Au collège, les jours passaient comme les voitures aux vingt-quatre heures du Mans. En ce début du mois d’Octobre, moi, en pompier de l’éducation nationale, j’avais éteint, dans mes classes, toute velléité de chahut, dans la cohorte des élèves qui ressemblaient à des indiens Apaches parqués dans leur réserve (leur classe) et munis d’un tomawak digital, redoutable et mortel, leur téléphone portable.

J’enviais le temps passé où les indiens communiquaient entre eux grâce à de la fumée, technique rudimentaire, certes, mais absolument silencieuse !

Et que dire du poteau de torture qui devrait être présent dans chaque salle, dans un coin près du tableau… Aujourd’hui, les punitions les plus barbares sont les heures de colle et les observations sur les carnets ; heureux profs-apaches qui pouvaient scalper, sans état d’âme, leurs élèves !

Pour moi, tout allait bien, mais ce n’était pas le cas de la pauvre Antonella, la jeune prof de SVT, remplaçante de Marina qui moisissait à la prison des Baumettes. J’étais prêt à l’aider (surtout qu’elle était mignonne comme un ange), mais je me retenais, craignant de la vexer. Pourtant, un jour, vers 9h30, j’entendis des cris d’élèves qui provenaient de sa salle, avec des bruits de tabourets, bref un tapage organisé. La jeune prof de SVT essayait de rétablir l’ordre et le silence, sans succès. Elle s’égosillait pour couvrir les hurlements de ces chenapans qui avaient pris le pouvoir dans sa classe. Sans frapper, j’entrai dans sa salle comme un chef Sioux et immédiatement je pointais mon index droit vers un élève.
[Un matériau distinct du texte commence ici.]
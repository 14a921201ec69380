use ratatui::layout::{Alignment, Constraint, Direction, Layout, Rect};
use ratatui::style::{Color, Modifier, Style};
use ratatui::text::{Line, Span};
use ratatui::widgets::{Block, Borders, List, ListItem, ListState, Paragraph, Tabs, Wrap};
use ratatui::Frame;

use crate::search::SearchOutcome;

use super::app::{AppState, NoteFocus, StatusKind, Tab};

const COLOR_TEXT: Color = Color::Rgb(234, 236, 239);
const COLOR_MUTED: Color = Color::Rgb(160, 165, 172);
const COLOR_MUTED_DARK: Color = Color::Rgb(118, 124, 130);
const COLOR_BG_MUTED: Color = Color::Rgb(52, 56, 60);
const COLOR_INFO: Color = Color::Rgb(116, 198, 219);
const COLOR_WARNING: Color = Color::Rgb(244, 200, 98);
const COLOR_ERROR: Color = Color::Rgb(255, 107, 107);
const COLOR_SUCCESS: Color = Color::Rgb(126, 210, 146);
const COLOR_ACCENT: Color = Color::Rgb(122, 170, 255);
const COLOR_BORDER_LIST: Color = Color::Rgb(92, 126, 166);

const HELP_TEXT: &str = "\
Welcome to your notebook!

Notes
  Write a title and some content, then save with Ctrl+S.
  Load a note by title (Ctrl+L) or pick one from the saved list.
  Ctrl+N starts a new note, Ctrl+D deletes the current one.

Calculator
  Type digits and + - * / . ( ), then press Enter or =.
  c or Delete clears, Backspace removes the last key.

To-Do
  Type a task and press Enter to add it.
  Space selects the highlighted task, Ctrl+D marks selected done,
  Delete removes them.

Search
  Type a keyword and press Enter to search titles and content.

Everything is saved to JSON files as you go.";

pub fn render(frame: &mut Frame, app: &AppState) {
    let area = frame.size();
    let chunks = Layout::default()
        .direction(Direction::Vertical)
        .constraints(
            [
                Constraint::Length(2),
                Constraint::Min(0),
                Constraint::Length(3),
            ]
            .as_ref(),
        )
        .split(area);

    render_tabs(frame, app, chunks[0]);
    match app.tab {
        Tab::Notes => render_notes(frame, app, chunks[1]),
        Tab::Calculator => render_calculator(frame, app, chunks[1]),
        Tab::Todo => render_todo(frame, app, chunks[1]),
        Tab::Search => render_search(frame, app, chunks[1]),
        Tab::Help => render_help(frame, chunks[1]),
    }
    render_footer(frame, app, chunks[2]);
}

fn render_tabs(frame: &mut Frame, app: &AppState, area: Rect) {
    let titles: Vec<Line> = Tab::ALL
        .iter()
        .enumerate()
        .map(|(idx, tab)| Line::from(format!("F{} {}", idx + 1, tab.title())))
        .collect();
    let widget = Tabs::new(titles)
        .select(app.tab.index())
        .style(Style::default().fg(COLOR_MUTED))
        .highlight_style(
            Style::default()
                .fg(COLOR_INFO)
                .add_modifier(Modifier::BOLD | Modifier::UNDERLINED),
        )
        .divider(Span::styled("  ", Style::default().fg(COLOR_MUTED_DARK)))
        .block(
            Block::default()
                .borders(Borders::BOTTOM)
                .border_style(Style::default().fg(COLOR_BG_MUTED)),
        );
    frame.render_widget(widget, area);
}

fn field_block(title: &str, focused: bool) -> Block<'_> {
    let color = if focused { COLOR_ACCENT } else { COLOR_BG_MUTED };
    Block::default()
        .borders(Borders::ALL)
        .border_style(Style::default().fg(color))
        .title(title)
}

/// Input text with a trailing cursor block when focused
fn input_line(text: &str, focused: bool) -> Line<'_> {
    let mut spans = vec![Span::styled(text, Style::default().fg(COLOR_TEXT))];
    if focused {
        spans.push(Span::styled("_", Style::default().fg(COLOR_ACCENT)));
    }
    Line::from(spans)
}

fn render_notes(frame: &mut Frame, app: &AppState, area: Rect) {
    let columns = Layout::default()
        .direction(Direction::Horizontal)
        .constraints([Constraint::Percentage(65), Constraint::Percentage(35)].as_ref())
        .split(area);
    let editor = Layout::default()
        .direction(Direction::Vertical)
        .constraints([Constraint::Length(3), Constraint::Min(0)].as_ref())
        .split(columns[0]);

    let title_focused = app.note_focus == NoteFocus::Title;
    let title = Paragraph::new(input_line(&app.note_title, title_focused))
        .block(field_block("Title", title_focused));
    frame.render_widget(title, editor[0]);

    let content_focused = app.note_focus == NoteFocus::Content;
    let mut lines: Vec<Line> = app.note_content.split('\n').map(Line::from).collect();
    if content_focused {
        if let Some(last) = lines.last_mut() {
            last.spans
                .push(Span::styled("_", Style::default().fg(COLOR_ACCENT)));
        }
    }
    let content = Paragraph::new(lines)
        .style(Style::default().fg(COLOR_TEXT))
        .wrap(Wrap { trim: false })
        .block(field_block("Content", content_focused));
    frame.render_widget(content, editor[1]);

    let list_focused = app.note_focus == NoteFocus::List;
    let titles = app.book.notes.list();
    let list_title = format!("Saved notes ({})", titles.len());
    let items: Vec<ListItem> = titles.into_iter().map(ListItem::new).collect();
    let list = List::new(items)
        .block(field_block(&list_title, list_focused))
        .style(Style::default().fg(COLOR_TEXT))
        .highlight_style(highlight(list_focused));
    let mut state = ListState::default().with_selected(app.note_selected);
    frame.render_stateful_widget(list, columns[1], &mut state);
}

fn highlight(focused: bool) -> Style {
    if focused {
        Style::default()
            .fg(COLOR_ACCENT)
            .add_modifier(Modifier::REVERSED)
    } else {
        Style::default().fg(COLOR_ACCENT)
    }
}

fn render_calculator(frame: &mut Frame, app: &AppState, area: Rect) {
    let rows = Layout::default()
        .direction(Direction::Vertical)
        .constraints([Constraint::Length(3), Constraint::Min(0)].as_ref())
        .split(area);

    let shown = app.calculator.display();
    let style = if shown == crate::calc::ERROR {
        Style::default().fg(COLOR_ERROR).add_modifier(Modifier::BOLD)
    } else {
        Style::default().fg(COLOR_TEXT).add_modifier(Modifier::BOLD)
    };
    let display = Paragraph::new(Span::styled(shown, style))
        .alignment(Alignment::Right)
        .block(field_block("Calculator", true));
    frame.render_widget(display, rows[0]);

    let keypad = [
        "7  8  9  /",
        "4  5  6  *",
        "1  2  3  -",
        "0  .  =  +",
        "(  )  C  CE",
    ];
    let mut lines: Vec<Line> = keypad
        .iter()
        .map(|row| Line::from(Span::styled(*row, Style::default().fg(COLOR_MUTED))))
        .collect();
    lines.push(Line::from(""));
    lines.push(Line::from(Span::styled(
        "enter/= evaluate  c/del clear  backspace clear last",
        Style::default().fg(COLOR_MUTED_DARK),
    )));
    let widget = Paragraph::new(lines).alignment(Alignment::Center);
    frame.render_widget(widget, rows[1]);
}

fn render_todo(frame: &mut Frame, app: &AppState, area: Rect) {
    let rows = Layout::default()
        .direction(Direction::Vertical)
        .constraints([Constraint::Length(3), Constraint::Min(0)].as_ref())
        .split(area);

    let input = Paragraph::new(input_line(&app.todo_input, true))
        .block(field_block("New task", true));
    frame.render_widget(input, rows[0]);

    let tasks = app.book.tasks.list();
    let done = tasks.iter().filter(|task| task.done).count();
    let items: Vec<ListItem> = tasks
        .iter()
        .enumerate()
        .map(|(idx, task)| {
            let marked = app.todo_marked.contains(&idx);
            let mut style = if task.done {
                Style::default().fg(COLOR_SUCCESS)
            } else {
                Style::default().fg(COLOR_TEXT)
            };
            if marked {
                style = style.fg(COLOR_WARNING).add_modifier(Modifier::BOLD);
            }
            let prefix = if marked { "* " } else { "  " };
            ListItem::new(Line::from(Span::styled(format!("{prefix}{task}"), style)))
        })
        .collect();
    let title = format!("To-do ({done}/{} done)", tasks.len());
    let list = List::new(items)
        .block(
            Block::default()
                .borders(Borders::ALL)
                .border_style(Style::default().fg(COLOR_BORDER_LIST))
                .title(title),
        )
        .highlight_style(Style::default().add_modifier(Modifier::REVERSED));
    let mut state = ListState::default().with_selected(app.todo_cursor);
    frame.render_stateful_widget(list, rows[1], &mut state);
}

fn render_search(frame: &mut Frame, app: &AppState, area: Rect) {
    let rows = Layout::default()
        .direction(Direction::Vertical)
        .constraints([Constraint::Length(3), Constraint::Min(0)].as_ref())
        .split(area);

    let input = Paragraph::new(input_line(&app.search_input, true))
        .block(field_block("Keyword", true));
    frame.render_widget(input, rows[0]);

    let mut lines = Vec::new();
    match app.search_outcome.as_ref() {
        None => {}
        Some(SearchOutcome::NoMatches) => lines.push(Line::from(Span::styled(
            "No matches found.",
            Style::default().fg(COLOR_MUTED),
        ))),
        Some(SearchOutcome::Found(hits)) => {
            for hit in hits {
                lines.push(Line::from(Span::styled(
                    hit.title.as_str(),
                    Style::default()
                        .fg(COLOR_ACCENT)
                        .add_modifier(Modifier::BOLD),
                )));
                lines.push(Line::from(Span::styled(
                    hit.snippet.as_str(),
                    Style::default().fg(COLOR_TEXT),
                )));
                lines.push(Line::from(""));
            }
        }
    }
    let results = Paragraph::new(lines)
        .wrap(Wrap { trim: true })
        .block(
            Block::default()
                .borders(Borders::ALL)
                .border_style(Style::default().fg(COLOR_BORDER_LIST))
                .title("Results"),
        );
    frame.render_widget(results, rows[1]);
}

fn render_help(frame: &mut Frame, area: Rect) {
    let widget = Paragraph::new(HELP_TEXT)
        .style(Style::default().fg(COLOR_TEXT))
        .alignment(Alignment::Left)
        .wrap(Wrap { trim: false })
        .block(
            Block::default()
                .borders(Borders::ALL)
                .border_style(Style::default().fg(COLOR_BORDER_LIST))
                .title("Help"),
        );
    frame.render_widget(widget, area);
}

fn footer_hint(tab: Tab) -> &'static str {
    match tab {
        Tab::Notes => "tab focus  ^s save  ^l load  ^n new  ^d delete  ^q quit",
        Tab::Calculator => "enter evaluate  c clear  backspace clear last  ^q quit",
        Tab::Todo => "enter add  space select  ^d done  del delete  ^q quit",
        Tab::Search => "enter search  ^q quit",
        Tab::Help => "F1-F5 switch tabs  ^q quit",
    }
}

fn render_footer(frame: &mut Frame, app: &AppState, area: Rect) {
    let hint_span = Span::styled(footer_hint(app.tab), Style::default().fg(COLOR_INFO));
    let line = if let Some((kind, status)) = app.status() {
        let status_style = match kind {
            StatusKind::Error => Style::default()
                .fg(COLOR_ERROR)
                .add_modifier(Modifier::BOLD),
            StatusKind::Info => Style::default().fg(COLOR_WARNING),
        };
        Line::from(vec![
            hint_span,
            Span::raw("  |  "),
            Span::styled(status, status_style),
        ])
    } else {
        Line::from(hint_span)
    };
    let widget = Paragraph::new(line).alignment(Alignment::Center).block(
        Block::default()
            .borders(Borders::TOP)
            .border_style(Style::default().fg(COLOR_BORDER_LIST)),
    );
    frame.render_widget(widget, area);
}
Ce n’était pas le plus terrible, mais il fallait désigner un coupable.

- Tu te prends pour Geronimo* ?  lui dis-je sans crier.

Il me regarda avec un air ahuri.

Tous ses camarades se turent, attendant la suite des événements.

- Et tu sais comment il a fini Geronimo **?   

Je n’en savais fichtrement rien, mais je faisais celui qui savait.

- Bon, allez, suis-moi ! Je vais t’attacher au poteau de torture de ma salle et tu vas en baver !

C’étaient des cinquièmes, agités, mais trop crédules.

L’élève me suivit, la tête basse, l’air angoissé.

Et dans un profond silence, je crus entendre murmurer :

- Tu crois qu’il va le scalper ?

 

A suivre

 

Notes :

 

* Geronimo, né le 16 juin 1829 dans la tribu apache Bedonkohe près de la rivière Gila (Arizona, alors sous domination mexicaine) et mort le 17 février 1909 à Fort Sill (Oklahoma, USA), appelé à sa naissance Go Khla Yeh (« celui qui baille »), est l’un des protagonistes des guerres apaches ayant combattu le Mexique et les États-Unis pour les droits des amérindiens.

** Il meurt d'une pneumonie à Fort Sill, en Oklahoma, le 17 février 1909.